Je travaille avec des pratiques biodynamiques mais je pense qu’il faudra aussi revoir tout ça. Je n’ai pas de solution mais je sais que certaines parcelles peuvent encore accueillir dix ans de vignes mais qu’ensuite ça ne sera plus possible. On a organisé la vigne telle qu’on la connaît tous, en rangs d’oignons, sur fil, sans arbre au milieu, sans plante au milieu pour venir la compléter… Mais je pense qu’il faut qu’on réfléchisse à d’autres possibilités. D’une certaine manière, il faut sortir l’économie de notre vie, repenser la nature et faire quelque chose de gratuit. Sur certaines parcelles, il y aura trop de soleil, il faudra de l’ombre, il faudra recréer une diversité. A mon sens, ce n’est pas une histoire de technique, mais une histoire de pensée. Il faut penser différemment. On en a trop demandé à la Terre, on a toujours pensé en termes de rendement. Ce n’est pas du tout un jugement de valeur parce que les générations précédentes avaient d’autres exigences, mais maintenant il nous faut réapprendre à penser la Terre pour ce qu’elle peut donner et pour ce qu’on lui doit.
Tu as quitté le journalisme mais tu continues à écrire avec déjà trois livres à ton actif depuis 2011. Travailles-tu déjà à un autre projet de livre ?
Oui, bien sûr, toujours. Je viens de terminer un petit livre qui sortira en octobre aux éditions Les ateliers d’argol et s’appelle Ma part des anges. C’est pour une petite collection sur la philosophie du goût et j’y parle de ce que représente pour moi la part des anges, ce volume de vin qui s’évapore lors de l’élevage en fûts. On n’est pas très loin du réchauffement climatique parce que c’est une histoire de perte. La part des anges est une perte et de cette perte naît quelque chose, ça devient quelque chose dans le vin.
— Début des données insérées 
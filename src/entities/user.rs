//! Console user accounts

use crate::core::error::ValidationError;
use crate::core::resource::{FormMode, FormValues, NameIndex, Resource, ResourceKind};
use crate::core::validation::FormReader;
use crate::report::tabular::Tabular;
use serde::{Deserialize, Serialize};

pub const USER_TYPES: &[&str] = &["Admin", "User"];

/// A console account.
///
/// The password only ever travels client → server. It is never read from a
/// response and never copied back into an edit form.
#[derive(Debug, Clone, PartialEq, Serialize, Deserialize)]
#[serde(rename_all = "camelCase")]
pub struct User {
    pub first_name: String,
    pub last_name: String,
    #[serde(rename = "type")]
    pub user_type: String,
    pub phone: String,
    pub email: String,
    #[serde(default, skip_deserializing, skip_serializing_if = "Option::is_none")]
    pub password: Option<String>,
    pub address: String,
}

impl Resource for User {
    const KIND: ResourceKind = ResourceKind::User;
    const SECRET_FIELDS: &'static [&'static str] = &["password"];

    fn blank_form() -> FormValues {
        FormValues::new()
            .with("firstName", "")
            .with("lastName", "")
            .with("type", "User")
            .with("phone", "")
            .with("email", "")
            .with("password", "")
            .with("address", "")
    }

    fn to_form(&self) -> FormValues {
        FormValues::new()
            .with("firstName", self.first_name.as_str())
            .with("lastName", self.last_name.as_str())
            .with("type", self.user_type.as_str())
            .with("phone", self.phone.as_str())
            .with("email", self.email.as_str())
            .with("password", "")
            .with("address", self.address.as_str())
    }

    fn from_form(form: &FormValues, mode: FormMode) -> Result<Self, ValidationError> {
        let mut r = FormReader::new(form);
        let first_name = r.text("firstName");
        let last_name = r.text("lastName");
        let user_type = r.one_of("type", USER_TYPES);
        let phone = r.text("phone");
        let email = r.email("email");
        // Required for new accounts; left blank on edit it keeps the stored one.
        let password = match mode {
            FormMode::Create => Some(r.text("password")),
            FormMode::Edit => r.optional_text("password"),
        };
        let address = r.text("address");
        r.finish(User {
            first_name,
            last_name,
            user_type,
            phone,
            email,
            password,
            address,
        })
    }

    fn search_keys(&self, _index: &NameIndex) -> Vec<String> {
        vec![
            self.first_name.clone(),
            self.last_name.clone(),
            self.email.clone(),
        ]
    }

    fn label(&self) -> String {
        format!("{} {}", self.first_name, self.last_name)
    }
}

impl Tabular for User {
    fn report_title() -> &'static str {
        "User Report"
    }

    fn columns() -> &'static [&'static str] {
        &["First Name", "Last Name", "Type", "Phone", "Email", "Address"]
    }

    fn row(&self, _index: &NameIndex) -> Vec<String> {
        vec![
            self.first_name.clone(),
            self.last_name.clone(),
            self.user_type.clone(),
            self.phone.clone(),
            self.email.clone(),
            self.address.clone(),
        ]
    }
}
//! Macros for reducing boilerplate when working across resource kinds
//!
//! Runtime code often holds a [`ResourceKind`](crate::core::resource::ResourceKind)
//! and needs to call something generic over the concrete resource type.

/// Run a block once with a type alias bound to the concrete resource type
///
/// # Example
/// ```rust,ignore
/// use station::prelude::*;
///
/// let kind: ResourceKind = "sales".parse()?;
/// let title = dispatch_resource!(kind, R => <R as Tabular>::report_title());
/// assert_eq!(title, "Sales Report");
/// ```
#[macro_export]
macro_rules! dispatch_resource {
    ($kind:expr, $alias:ident => $body:expr) => {
        match $kind {
            $crate::core::resource::ResourceKind::Appointment => {
                type $alias = $crate::entities::Appointment;
                $body
            }
            $crate::core::resource::ResourceKind::Employee => {
                type $alias = $crate::entities::Employee;
                $body
            }
            $crate::core::resource::ResourceKind::Product => {
                type $alias = $crate::entities::Product;
                $body
            }
            $crate::core::resource::ResourceKind::Salary => {
                type $alias = $crate::entities::Salary;
                $body
            }
            $crate::core::resource::ResourceKind::Sale => {
                type $alias = $crate::entities::Sale;
                $body
            }
            $crate::core::resource::ResourceKind::User => {
                type $alias = $crate::entities::User;
                $body
            }
            $crate::core::resource::ResourceKind::UtilityExpense => {
                type $alias = $crate::entities::UtilityExpense;
                $body
            }
        }
    };
}

#[cfg(test)]
mod tests {
    use crate::core::resource::{Resource, ResourceKind};
    use crate::report::tabular::Tabular;

    #[test]
    fn test_dispatch_binds_matching_type() {
        for kind in ResourceKind::ALL {
            let bound = dispatch_resource!(kind, R => <R as Resource>::KIND);
            assert_eq!(bound, kind);
        }
    }

    #[test]
    fn test_dispatch_evaluates_body() {
        let title = dispatch_resource!(ResourceKind::Sale, R => <R as Tabular>::report_title());
        assert_eq!(title, "Sales Report");
    }
}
Et j’ai un autre projet d’écriture qui est encore en train de mûrir. J’écris tout le temps, toujours autour des vignes, de la terre. Je suis assez obsessionnelle !
Qui sont les femmes qui t’inspirent ?
Je suis une très grande lectrice et les femmes qui m’inspirent sont des héroïnes de romans. Il y a Modesta de L’Art de la joie de Goliarda Sapienza et l’héroïne de Dalva de Jim Harrison. Ce sont des vrais D’Artagnan au féminin !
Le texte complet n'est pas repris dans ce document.